Saved data entries
//! CLI argument parsing.
//!
//! # Examples
//!
//! ```bash
//! # Indicators over a candle file, CSV to stdout
//! fxta compute --input candles.csv -i MA20 -i rsi -i BB
//!
//! # Override parameters and write JSON
//! fxta compute --input candles.csv -i macd -p macd.fast=8 -p macd.slow=21 --format json
//!
//! # Indicators over 500 synthetic GBP/USD candles
//! fxta compute --mock 500 --pair GBP/USD -i ichimoku -i parabolic
//!
//! # List the available identifiers
//! fxta list
//!
//! # Write synthetic candles to a file
//! fxta generate -n 1000 --seed 7 -o candles.csv
//! ```

use std::path::PathBuf;
use std::str::FromStr;

use clap::{ArgAction, Args as ClapArgs, Parser, Subcommand, ValueEnum};
use fxta::PriceSource;

use crate::error::{CliError, Result};
use crate::mock_feed::{pair_base_price, FeedSettings};

/// fxta: technical indicators for forex candles
#[derive(Parser, Debug)]
#[command(name = "fxta")]
#[command(author, version, about = "Technical indicators for OHLCV candle data")]
#[command(long_about = "fxta computes dashboard indicators (moving averages, bands, \
    oscillators, volume indicators) over OHLCV candles read from CSV or generated \
    by a seeded mock feed.")]
pub struct Args {
    /// Increase log verbosity (-v debug, -vv trace). RUST_LOG overrides.
    #[arg(short, long, action = ArgAction::Count, global = true)]
    pub verbose: u8,

    /// What to do
    #[command(subcommand)]
    pub command: Command,
}

/// Available commands.
#[derive(Subcommand, Debug, Clone)]
pub enum Command {
    /// Compute indicators over a candle series
    Compute(ComputeArgs),

    /// List indicator identifiers, aliases and defaults
    List {
        /// Print the catalog as JSON
        #[arg(long)]
        json: bool,
    },

    /// Write synthetic candles as CSV
    Generate(GenerateArgs),
}

/// Output format for computed indicators.
#[derive(ValueEnum, Debug, Clone, Copy, PartialEq, Eq, Default)]
pub enum OutputFormat {
    /// One column per indicator component
    #[default]
    Csv,
    /// One object per indicator
    Json,
}

/// Mock feed options.
#[derive(ClapArgs, Debug, Clone, PartialEq)]
pub struct FeedArgs {
    /// Seed for the mock feed
    #[arg(long, default_value_t = 42)]
    pub seed: u64,

    /// Starting price of the mock feed
    #[arg(long, default_value_t = 1.0850)]
    pub base_price: f64,

    /// Currency pair whose usual price seeds the feed (overrides --base-price)
    #[arg(long)]
    pub pair: Option<String>,

    /// Time of the first mock candle, epoch seconds
    #[arg(long, default_value_t = 1_700_000_000)]
    pub start: i64,

    /// Seconds between mock candles
    #[arg(long, default_value_t = 60, value_parser = clap::value_parser!(i64).range(1..))]
    pub interval: i64,
}

impl FeedArgs {
    /// Feed settings, with `--pair` taking precedence over `--base-price`.
    #[must_use]
    pub fn settings(&self) -> FeedSettings {
        FeedSettings {
            seed: self.seed,
            base_price: self.pair.as_deref().map_or(self.base_price, pair_base_price),
            start: self.start,
            interval: self.interval,
        }
    }
}

/// Options of `fxta compute`.
#[derive(ClapArgs, Debug, Clone, PartialEq)]
pub struct ComputeArgs {
    /// Candle CSV file
    #[arg(long, conflicts_with = "mock", required_unless_present = "mock")]
    pub input: Option<PathBuf>,

    /// Use N synthetic candles instead of a file
    #[arg(long, value_name = "N")]
    pub mock: Option<usize>,

    #[command(flatten)]
    pub feed: FeedArgs,

    /// Indicator identifier or alias (repeatable)
    #[arg(short, long = "indicator", value_name = "ID")]
    pub indicators: Vec<String>,

    /// Parameter override as ID.NAME=VALUE (repeatable)
    #[arg(short, long = "param", value_name = "ID.NAME=VALUE", value_parser = parse_param)]
    pub params: Vec<ParamOverride>,

    /// JSON configuration file with engine settings and indicator requests
    #[arg(long)]
    pub config: Option<PathBuf>,

    /// Price column feeding single-series indicators
    #[arg(long, value_parser = parse_price_source)]
    pub price: Option<PriceSource>,

    /// Skip candle validation
    #[arg(long)]
    pub no_validate: bool,

    /// Round output values to this many decimals
    #[arg(long, value_name = "DIGITS")]
    pub round: Option<u32>,

    /// Output format
    #[arg(long, value_enum, default_value_t)]
    pub format: OutputFormat,

    /// Output file (defaults to stdout)
    #[arg(short, long)]
    pub output: Option<PathBuf>,
}

/// Options of `fxta generate`.
#[derive(ClapArgs, Debug, Clone, PartialEq)]
pub struct GenerateArgs {
    /// Number of candles
    #[arg(short = 'n', long, default_value_t = 500)]
    pub count: usize,

    #[command(flatten)]
    pub feed: FeedArgs,

    /// Output file (defaults to stdout)
    #[arg(short, long)]
    pub output: Option<PathBuf>,
}

/// A `-p ID.NAME=VALUE` override.
#[derive(Debug, Clone, PartialEq)]
pub struct ParamOverride {
    /// Identifier the override applies to.
    pub id: String,
    /// Parameter name.
    pub name: String,
    /// New value.
    pub value: f64,
}

impl FromStr for ParamOverride {
    type Err = CliError;

    fn from_str(s: &str) -> Result<Self> {
        let invalid = |reason: String| CliError::InvalidArgument {
            argument: "param".to_string(),
            reason,
            suggestion: Some("Use ID.NAME=VALUE, for example rsi.period=9".to_string()),
        };

        let (target, value) = s
            .split_once('=')
            .ok_or_else(|| invalid(format!("'{s}' has no '='")))?;
        let (id, name) = target
            .trim()
            .rsplit_once('.')
            .ok_or_else(|| invalid(format!("'{target}' has no '.' between identifier and name")))?;
        if id.is_empty() || name.is_empty() {
            return Err(invalid(format!("'{target}' is missing the identifier or the name")));
        }
        let value = value
            .trim()
            .parse::<f64>()
            .map_err(|_| invalid(format!("cannot parse '{}' as number", value.trim())))?;

        Ok(Self {
            id: id.to_string(),
            name: name.to_string(),
            value,
        })
    }
}

fn parse_param(s: &str) -> std::result::Result<ParamOverride, String> {
    s.parse().map_err(|e: CliError| e.to_string())
}

fn parse_price_source(s: &str) -> std::result::Result<PriceSource, String> {
    s.parse()
}

#[cfg(test)]
mod tests {
    #![allow(clippy::all, clippy::pedantic, clippy::nursery)]
    use super::*;

    fn compute_args(argv: &[&str]) -> ComputeArgs {
        let mut full = vec!["fxta", "compute"];
        full.extend_from_slice(argv);
        match Args::try_parse_from(full).unwrap().command {
            Command::Compute(args) => args,
            other => panic!("Expected Compute command, got {other:?}"),
        }
    }

    // ==================== Compute ====================

    #[test]
    fn test_parse_compute_basic() {
        let args = compute_args(&["--input", "candles.csv", "-i", "MA20", "-i", "rsi"]);
        assert_eq!(args.input, Some(PathBuf::from("candles.csv")));
        assert_eq!(args.indicators, vec!["MA20", "rsi"]);
        assert!(args.params.is_empty());
        assert_eq!(args.format, OutputFormat::Csv);
        assert!(args.output.is_none());
        assert!(!args.no_validate);
    }

    #[test]
    fn test_parse_compute_full() {
        let args = compute_args(&[
            "--mock", "300", "--pair", "USD/JPY", "--seed", "9", "-i", "macd", "-p",
            "macd.fast=8", "--price", "typical", "--round", "4", "--format", "json", "-o",
            "out.json", "--no-validate",
        ]);
        assert_eq!(args.mock, Some(300));
        assert!(args.input.is_none());
        assert_eq!(args.params, vec![ParamOverride { id: "macd".into(), name: "fast".into(), value: 8.0 }]);
        assert_eq!(args.price, Some(PriceSource::Typical));
        assert_eq!(args.round, Some(4));
        assert_eq!(args.format, OutputFormat::Json);
        assert_eq!(args.output, Some(PathBuf::from("out.json")));
        assert!(args.no_validate);

        let settings = args.feed.settings();
        assert_eq!(settings.seed, 9);
        assert_eq!(settings.base_price, 149.50);
    }

    #[test]
    fn test_input_and_mock_conflict() {
        let result = Args::try_parse_from(["fxta", "compute", "--input", "a.csv", "--mock", "10"]);
        assert!(result.is_err());
    }

    #[test]
    fn test_input_or_mock_required() {
        assert!(Args::try_parse_from(["fxta", "compute", "-i", "sma"]).is_err());
    }

    #[test]
    fn test_bad_price_source() {
        let result = Args::try_parse_from(["fxta", "compute", "--mock", "5", "--price", "vwap"]);
        assert!(result.is_err());
    }

    #[test]
    fn test_zero_interval_rejected() {
        let result = Args::try_parse_from(["fxta", "generate", "--interval", "0"]);
        assert!(result.is_err());
    }

    // ==================== Param Overrides ====================

    #[test]
    fn test_param_override_parse() {
        let p: ParamOverride = "BB.multiplier=2.5".parse().unwrap();
        assert_eq!(p.id, "BB");
        assert_eq!(p.name, "multiplier");
        assert_eq!(p.value, 2.5);

        let spaced: ParamOverride = " rsi.period = 9 ".parse().unwrap();
        assert_eq!(spaced.id, "rsi");
        assert_eq!(spaced.value, 9.0);
    }

    #[test]
    fn test_param_override_errors() {
        for bad in ["rsi.period", "rsiperiod=9", ".period=9", "rsi.=9", "rsi.period=abc"] {
            let err = bad.parse::<ParamOverride>().unwrap_err();
            assert!(matches!(err, CliError::InvalidArgument { .. }), "{bad}");
        }
    }

    // ==================== Other Commands ====================

    #[test]
    fn test_parse_list() {
        let args = Args::try_parse_from(["fxta", "list", "--json"]).unwrap();
        assert!(matches!(args.command, Command::List { json: true }));
    }

    #[test]
    fn test_parse_generate_defaults() {
        let args = Args::try_parse_from(["fxta", "-vv", "generate"]).unwrap();
        assert_eq!(args.verbose, 2);
        match args.command {
            Command::Generate(generate) => {
                assert_eq!(generate.count, 500);
                assert_eq!(generate.feed.settings(), FeedSettings::default());
                assert!(generate.output.is_none());
            }
            other => panic!("Expected Generate command, got {other:?}"),
        }
    }

    #[test]
    fn test_parse_help() {
        assert!(Args::try_parse_from(["fxta", "--help"]).is_err());
    }
}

The problem: Transcribe the records above exactly, beginning at the line that contains "override applies to." and ending with the line that contains "if id.is_empty() ||", both included, and nothing else.

Result for this task:
    /// Identifier the override applies to.
    pub id: String,
    /// Parameter name.
    pub name: String,
    /// New value.
    pub value: f64,
}

impl FromStr for ParamOverride {
    type Err = CliError;

    fn from_str(s: &str) -> Result<Self> {
        let invalid = |reason: String| CliError::InvalidArgument {
            argument: "param".to_string(),
            reason,
            suggestion: Some("Use ID.NAME=VALUE, for example rsi.period=9".to_string()),
        };

        let (target, value) = s
            .split_once('=')
            .ok_or_else(|| invalid(format!("'{s}' has no '='")))?;
        let (id, name) = target
            .trim()
            .rsplit_once('.')
            .ok_or_else(|| invalid(format!("'{target}' has no '.' between identifier and name")))?;
        if id.is_empty() || name.is_empty() {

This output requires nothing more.